Viken Markarian and his brother Vasken were given money, clothing and gift bags on Dec. 25, and later that day, the family sat down to a turkey dinner with all the traditional trimmings.
But, strictly speaking, they were not celebrating Christmas. Their Christmas was two days ago – and there were no presents.

Viken, 19, and Vasken, 14, and their parents, who live in Jackson Heights, Queens, are Armenian. They celebrate Christmas on Jan. 6, a date dictated by the old Julian calendar.

“It sounds crazy to some of my friends,” Viken said after services Wednesday night at the St. Vartan Armenian Cathedral, on the East Side of Manhattan. “But, it’s our way.”

The calendar that set Dec. 25 as Christmas is called the Gregorian calendar because it was adopted during the reign of Pope Gregory XIII in the late 16th century. It replaced the Julian calendar, named for Julius Caesar, which incorrectly gave each year an extra 11-1/2 minutes and thus made the dates for Easter and other important Christian holidays increasingly inaccurate.

Most of the Christian world quickly adopted the Gregorian calendar, but some ethnic or national Orthodox churches, as well as the Armenian Church of America, still honor the old Julian calendar for traditional liturgical reasons – after all, they argue, it was the one in use when most Christian dogma was formulated.

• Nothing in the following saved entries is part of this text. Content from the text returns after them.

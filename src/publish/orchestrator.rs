//! Publication pipeline.
//!
//! Runs one publish strictly in sequence:
//! 1. Authenticate against the member node and read the publisher's id
//! 2. Classify the items by location
//! 3. Upload local objects (best-effort per object)
//! 4. Upload the package-info document
//! 5. Upload the license text (best-effort)
//! 6. Upload the environment archive (best-effort)
//! 7. Upload the descriptive record, leaving out items whose upload failed
//! 8. Upload the resource map over every object that made it
//! 9. Return the landing page of the resource map
//!
//! Best-effort steps log a warning and leave their object out; every other
//! failure aborts the run with a `PublishError` naming the step.

use std::collections::HashSet;
use std::fmt;
use std::sync::Arc;
use std::time::Instant;

use serde::Serialize;
use thiserror::Error;

use super::classify::{classify, Classified};
use super::config::{ConfigError, PublishConfig};
use super::environment::upload_environment;
use super::fetch::{Fetcher, HttpFetcher};
use super::package_info::{collect_external_files, collect_paths, PackageInfo};
use super::upload::{build_and_upload_resource_map, upload};
use crate::error::{
    AuthError, ClassificationError, FetchError, IdentityError, MetadataError, StorageError,
    UploadError,
};
use crate::identity::extract_user_id;
use crate::metadata::{
    create_descriptive_record, find_license, generate_system_metadata, Content, ExtraFile,
    FileSizes, FileStream, ObjectEntry, DESCRIPTIVE_RECORD_NAME, EML_FORMAT_ID,
};
use crate::metrics::MetricsCollector;
use crate::pid::Pid;
use crate::repository::{MemberNodeClient, RepositoryClient};
use crate::storage::{FileObject, GirderClient, StorageClient, Tale, User};

/// A stage of the publish run.
#[derive(Debug, Clone, Copy, PartialEq, Eq, Hash, Serialize)]
#[serde(rename_all = "snake_case")]
pub enum PublishStep {
    Configure,
    Authenticate,
    LoadTale,
    Classify,
    LocalObjects,
    PackageInfo,
    License,
    Environment,
    DescriptiveRecord,
    ResourceMap,
}

impl PublishStep {
    pub fn as_str(&self) -> &'static str {
        match self {
            PublishStep::Configure => "configure",
            PublishStep::Authenticate => "authenticate",
            PublishStep::LoadTale => "load_tale",
            PublishStep::Classify => "classify",
            PublishStep::LocalObjects => "local_objects",
            PublishStep::PackageInfo => "package_info",
            PublishStep::License => "license",
            PublishStep::Environment => "environment",
            PublishStep::DescriptiveRecord => "descriptive_record",
            PublishStep::ResourceMap => "resource_map",
        }
    }
}

impl fmt::Display for PublishStep {
    fn fmt(&self, f: &mut fmt::Formatter<'_>) -> fmt::Result {
        f.write_str(self.as_str())
    }
}

/// Errors that abort a publish run.
#[derive(Debug, Error)]
pub enum PublishError {
    #[error("Configuration error: {0}")]
    Config(#[from] ConfigError),

    #[error("Failed to establish connection with DataONE: {0}")]
    Auth(#[from] AuthError),

    #[error(transparent)]
    Classification(#[from] ClassificationError),

    #[error(transparent)]
    Identity(#[from] IdentityError),

    #[error("{step}: storage error: {source}")]
    Storage {
        step: PublishStep,
        source: StorageError,
    },

    #[error("{step}: {source}")]
    Fetch { step: PublishStep, source: FetchError },

    #[error("{step}: {source}")]
    Metadata {
        step: PublishStep,
        source: MetadataError,
    },

    #[error("{step}: {source}")]
    Upload {
        step: PublishStep,
        source: UploadError,
    },

    #[error("{step}: IO error: {source}")]
    Io {
        step: PublishStep,
        source: std::io::Error,
    },
}

impl PublishError {
    /// The step the run failed at.
    pub fn step(&self) -> PublishStep {
        match self {
            PublishError::Config(_) => PublishStep::Configure,
            PublishError::Auth(_) => PublishStep::Authenticate,
            PublishError::Classification(_) => PublishStep::Classify,
            PublishError::Identity(_) => PublishStep::DescriptiveRecord,
            PublishError::Storage { step, .. }
            | PublishError::Fetch { step, .. }
            | PublishError::Metadata { step, .. }
            | PublishError::Upload { step, .. }
            | PublishError::Io { step, .. } => *step,
        }
    }
}

/// What to publish.
#[derive(Debug, Clone, Default)]
pub struct PublishRequest {
    /// Items in the package, in the order they should be described.
    pub item_ids: Vec<String>,
    pub tale_id: String,
    /// Storage id of the publishing user.
    pub user_id: String,
    /// SPDX id of the package license.
    pub license_id: String,
    /// Repository JWT; its `userId` claim becomes the rights holder.
    pub repository_token: String,
    /// Extra fields merged into the package-info document.
    pub prov_info: serde_yaml::Mapping,
}

/// Outcome of a successful publish run.
#[derive(Debug, Clone, Serialize)]
pub struct PublishReport {
    pub package_url: String,
    pub resource_map_pid: Pid,
    pub metadata_pid: Pid,
    /// Objects aggregated by the resource map.
    pub object_pids: Vec<Pid>,
    /// Best-effort steps that produced no object.
    pub degraded_steps: Vec<PublishStep>,
    /// Names of local objects that failed to upload.
    pub failed_objects: Vec<String>,
}

/// Pid and size of an uploaded member, or `None` and 0 when skipped.
#[derive(Debug, Clone, Default)]
struct Member {
    pid: Option<Pid>,
    size: u64,
}

impl Member {
    fn uploaded(pid: Pid, size: u64) -> Self {
        Self {
            pid: Some(pid),
            size,
        }
    }
}

/// Publishes tales from one storage service into one repository.
pub struct PublishPipeline {
    config: PublishConfig,
    storage: Arc<dyn StorageClient>,
    repository: Arc<dyn RepositoryClient>,
    fetcher: Arc<dyn Fetcher>,
    metrics: MetricsCollector,
}
//! Command-line interface for tale-publish.
//!
//! Provides the `publish` and `classify` commands.

mod commands;

pub use commands::{parse_cli, run, run_with_cli, Cli, Commands};
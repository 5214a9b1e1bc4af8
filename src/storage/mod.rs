//! Storage layer access for the items being published.
//!
//! Items live in a Girder instance. The pipeline only needs three
//! capabilities from it: resolve an item to its file object, download a
//! file's bytes, and read arbitrary JSON records. Typed lookups for the
//! tale, user, image and recipe records are layered on top of `get_json`.

pub mod girder;
pub mod types;

use std::path::Path;

use async_trait::async_trait;
use serde::de::DeserializeOwned;
use serde_json::Value;

use crate::error::StorageError;

pub use girder::GirderClient;
pub use types::{FileObject, Image, Item, Recipe, Tale, User};

/// Capability interface over the storage backend.
#[async_trait]
pub trait StorageClient: Send + Sync {
    /// Returns the first file object stored in `item_id`, or `None` when the
    /// item holds no file.
    async fn get_object(&self, item_id: &str) -> Result<Option<FileObject>, StorageError>;

    /// Downloads the bytes of `file_id` into `dest`, returning the byte count.
    async fn download(&self, file_id: &str, dest: &Path) -> Result<u64, StorageError>;

    /// Reads the JSON document at `path`, relative to the API root.
    async fn get_json(&self, path: &str) -> Result<Value, StorageError>;

    async fn get_item(&self, item_id: &str) -> Result<Item, StorageError> {
        decode(self.get_json(&format!("item/{}", item_id)).await?)
    }

    /// Repository path of an item, e.g. `/collection/WholeTale Catalog/data.csv`.
    async fn item_path(&self, item_id: &str) -> Result<String, StorageError> {
        let value = self
            .get_json(&format!("resource/{}/path?type=item", item_id))
            .await?;
        match value {
            Value::String(path) => Ok(path),
            other => Err(StorageError::ParseError(format!(
                "expected a path string for item {}, got {}",
                item_id, other
            ))),
        }
    }

    async fn get_tale(&self, tale_id: &str) -> Result<Tale, StorageError> {
        decode(self.get_json(&format!("tale/{}", tale_id)).await?)
    }

    async fn get_user(&self, user_id: &str) -> Result<User, StorageError> {
        decode(self.get_json(&format!("user/{}", user_id)).await?)
    }

    async fn get_image(&self, image_id: &str) -> Result<Image, StorageError> {
        decode(self.get_json(&format!("image/{}", image_id)).await?)
    }

    async fn get_recipe(&self, recipe_id: &str) -> Result<Recipe, StorageError> {
        decode(self.get_json(&format!("recipe/{}", recipe_id)).await?)
    }
}

fn decode<T: DeserializeOwned>(value: Value) -> Result<T, StorageError> {
    serde_json::from_value(value).map_err(|e| StorageError::ParseError(e.to_string()))
}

“At least we’re not the only ones out of step,” one usher at St. Vartan said. “Ukrainians, Bulgarians, Romanians, you name it – their Christmas is Jan. 6, too.”

Still, contemporary cultural influences are so strong that even old-calendar Christians who do not celebrate Dec. 25 as the birth date of Jesus often exchange gifts on that day. In some cases, there are gifts on Jan. 6, although this is by no means established tradition.

“We’ve already had our Christmas,” Vasken said. “We’re not going to get anything else.” But Jan. 6 is still a special day for the Armenian community.

There are about 1 million members of the Armenian Church of America in the United States and Canada, with metropolitan New York home to the largest single community. This does not include members of the Armenian Catholic Church, which is allied with Rome and observes Christmas on Dec. 25.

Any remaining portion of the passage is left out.